A recent article written by Amy Baldwin, founder of Higher Ed Parent, talks about what she describes as “the three pillars of a satisfying and successful college experience” – Emotional Support, Social Support, and Academic Support. Having worked with many teens and college students in my practice, I agree that these areas are all essential for a smooth transition to and overall positive experience of college life. While we want to foster independence in our young adults, we most likely will need to guide them through building each of these pillars.
If you have a struggling college student, ask the overarching question: “Is she/he tethered to the school community?” Are they having a positive enough experience with their roommate(s) and meeting other students in their living environment? Are they connecting with other kids in their classes? Are they comfortable reaching out to a peer, professor, or TA if they need academic support?
Involvement is also very important. The college years can provide so many opportunities to continue to pursue existing interests, or to try something new. My own college freshman decided out of the blue to try out for his University’s Club Volleyball team. At the height of 5’8” and having never played organized volleyball in his entire life, I almost fell off of my chair. But I was also happy that he, encouraged by a friend who had also never played, was willing to put himself out there and just see what would happen. Whether it is sports, organized groups, community service, a campus job, or even the Chocolate Milk Club (yes, that is a real thing at many colleges and universities), it is essential that students find and explore things that they enjoy doing. Activities will connect them with peers who have similar interests.
While helping their student to establish these pillars, parents should validate their student’s feelings. Sometimes this means just hearing them out without making a ton of suggestions. We all need to vent from time to time and simply be heard. When students are in a more receptive mindset, parents then can help set small goals and make sure that their child is familiar with on-campus resources. Daily check-ins may be essential; an AM “Good morning, I love you, you got this!” type of text can go a long way. An extra parental visit to campus or a student trip home may be helpful, but avoid too many visits home. This can feed into the problem and prevent the student from establishing a solid connection to their school. It is also important to be on the lookout for signs of major adjustment difficulties or depression, which can be serious and may require more structured, frequent, and higher-level interventions.
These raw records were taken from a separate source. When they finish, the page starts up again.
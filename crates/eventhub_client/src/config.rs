use std::path::{Path, PathBuf};
use std::time::Duration;

use log::warn;
use serde::{Deserialize, Serialize};

const CONFIG_FILE_PATH: &str = "config.toml";
const DEFAULT_API_BASE: &str = "https://localhost:5001";
const CREDENTIALS_FILE: &str = "session.json";

#[derive(Debug, Clone, PartialEq, Serialize, Deserialize)]
pub struct ClientConfig {
    #[serde(default = "default_api_base")]
    pub api_base: String,
    #[serde(default)]
    pub data_dir: Option<PathBuf>,
    #[serde(default = "default_refresh_timeout_secs")]
    pub refresh_timeout_secs: u64,
    #[serde(default = "default_max_retries")]
    pub max_transient_retries: u32,
    #[serde(default)]
    pub http_proxy: String,
    #[serde(default)]
    pub https_proxy: String,
    /// Accept self-signed certificates, e.g. a local dev server on :5001.
    #[serde(default)]
    pub accept_invalid_certs: bool,
    #[serde(default = "default_login_path")]
    pub login_path: String,
    #[serde(default = "default_refresh_path")]
    pub refresh_path: String,
}

fn default_api_base() -> String {
    DEFAULT_API_BASE.to_string()
}

fn default_refresh_timeout_secs() -> u64 {
    30
}

fn default_max_retries() -> u32 {
    2
}

fn default_login_path() -> String {
    "/auth/login".to_string()
}

fn default_refresh_path() -> String {
    "/auth/refresh".to_string()
}

fn parse_bool_env(value: &str) -> bool {
    matches!(
        value.trim().to_ascii_lowercase().as_str(),
        "1" | "true" | "yes" | "y" | "on"
    )
}

impl Default for ClientConfig {
    fn default() -> Self {
        Self {
            api_base: default_api_base(),
            data_dir: None,
            refresh_timeout_secs: default_refresh_timeout_secs(),
            max_transient_retries: default_max_retries(),
            http_proxy: String::new(),
            https_proxy: String::new(),
            accept_invalid_certs: false,
            login_path: default_login_path(),
            refresh_path: default_refresh_path(),
        }
    }
}

impl ClientConfig {
    /// Defaults, then `config.toml` in the working directory, then environment.
    pub fn load() -> Self {
        let mut config = Self::from_file(Path::new(CONFIG_FILE_PATH)).unwrap_or_default();
        config.apply_env(|key| std::env::var(key).ok());
        config
    }

    pub fn from_file(path: &Path) -> Option<Self> {
        if !path.exists() {
            return None;
        }
        let content = match std::fs::read_to_string(path) {
            Ok(content) => content,
            Err(err) => {
                warn!("Failed to read {:?}: {}", path, err);
                return None;
            }
        };
        match toml::from_str::<ClientConfig>(&content) {
            Ok(config) => Some(config),
            Err(err) => {
                warn!("Failed to parse {:?}: {}", path, err);
                None
            }
        }
    }

    pub fn apply_env(&mut self, lookup: impl Fn(&str) -> Option<String>) {
        if let Some(api_base) = lookup("EVENTHUB_API_BASE") {
            self.api_base = api_base;
        }
        if let Some(data_dir) = lookup("EVENTHUB_DATA_DIR") {
            self.data_dir = Some(PathBuf::from(data_dir));
        }
        if let Some(timeout) = lookup("EVENTHUB_REFRESH_TIMEOUT_SECS") {
            match timeout.trim().parse() {
                Ok(secs) => self.refresh_timeout_secs = secs,
                Err(_) => warn!("Ignoring invalid EVENTHUB_REFRESH_TIMEOUT_SECS={timeout:?}"),
            }
        }
        if let Some(retries) = lookup("EVENTHUB_MAX_RETRIES") {
            match retries.trim().parse() {
                Ok(retries) => self.max_transient_retries = retries,
                Err(_) => warn!("Ignoring invalid EVENTHUB_MAX_RETRIES={retries:?}"),
            }
        }
        if let Some(http_proxy) = lookup("HTTP_PROXY") {
            self.http_proxy = http_proxy;
        }
        if let Some(https_proxy) = lookup("HTTPS_PROXY") {
            self.https_proxy = https_proxy;
        }
        if let Some(insecure) = lookup("EVENTHUB_INSECURE") {
            self.accept_invalid_certs = parse_bool_env(&insecure);
        }
    }

    pub fn with_api_base(mut self, api_base: impl Into<String>) -> Self {
        self.api_base = api_base.into();
        self
    }

    pub fn with_data_dir(mut self, data_dir: impl Into<PathBuf>) -> Self {
        self.data_dir = Some(data_dir.into());
        self
    }

    pub fn refresh_timeout(&self) -> Duration {
        Duration::from_secs(self.refresh_timeout_secs)
    }

    pub fn data_dir(&self) -> PathBuf {
        self.data_dir.clone().unwrap_or_else(|| {
            dirs::data_dir()
                .unwrap_or_else(std::env::temp_dir)
                .join("eventhub")
        })
    }

    pub fn credentials_path(&self) -> PathBuf {
        self.data_dir().join(CREDENTIALS_FILE)
    }

    /// Joins an endpoint path onto the API base.
    pub fn endpoint(&self, path: &str) -> String {
        format!(
            "{}/{}",
            self.api_base.trim_end_matches('/'),
            path.trim_start_matches('/')
        )
    }
}
//! Authenticated request pipeline.
//!
//! Middleware order, outermost first:
//! 1. `AuthRecoveryMiddleware` - turns a 401 into one coordinated refresh plus a replay
//! 2. `BearerAuthInterceptor` - attaches the current access token
//! 3. `RetryTransientMiddleware` - retries 5xx and connection faults
//!
//! The refresh call itself goes through a client that only has step 3, so it
//! can never recurse into the recovery logic.

pub mod coordinator;
pub mod dispatcher;
pub mod interceptor;
pub mod recovery;

use std::sync::Arc;

use reqwest::Client;
use reqwest_middleware::{ClientBuilder, ClientWithMiddleware};
use reqwest_retry::{policies::ExponentialBackoff, RetryTransientMiddleware};

use crate::auth::CredentialStore;

pub use coordinator::{HttpTokenRefresher, RefreshCoordinator, TokenRefresher};
pub use dispatcher::{AlreadyRetried, RetryDispatcher};
pub use interceptor::{AttachedCredential, BearerAuthInterceptor};
pub use recovery::AuthRecoveryMiddleware;

// Exponential backoff with jitter, starting at 1s
fn transient_retries(max_retries: u32) -> RetryTransientMiddleware<ExponentialBackoff> {
    let retry_policy = ExponentialBackoff::builder().build_with_max_retries(max_retries);
    RetryTransientMiddleware::new_with_policy(retry_policy)
}

/// Plain client with transient retries only.
pub fn build_transport(client: Client, max_retries: u32) -> ClientWithMiddleware {
    ClientBuilder::new(client)
        .with(transient_retries(max_retries))
        .build()
}

/// Full pipeline used for every call made on behalf of the user.
pub fn build_authenticated(
    client: Client,
    store: Arc<CredentialStore>,
    recovery: AuthRecoveryMiddleware,
    max_retries: u32,
) -> ClientWithMiddleware {
    ClientBuilder::new(client)
        .with(recovery)
        .with(BearerAuthInterceptor::new(store))
        .with(transient_retries(max_retries))
        .build()
}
Sending a child away to college is an adjustment for everyone involved. If a student you care about is struggling, remind them that you believe in them and their ability to get through the challenge. In time, and with proper support, your student will not only survive but thrive. Concern about hearing from them too often can shift to a wish that you would hear from them more frequently —which would not be a bad problem to have.
What Do I Do If My College Student Is Homesick?
What Are the Warning Signs of Depression in College Students?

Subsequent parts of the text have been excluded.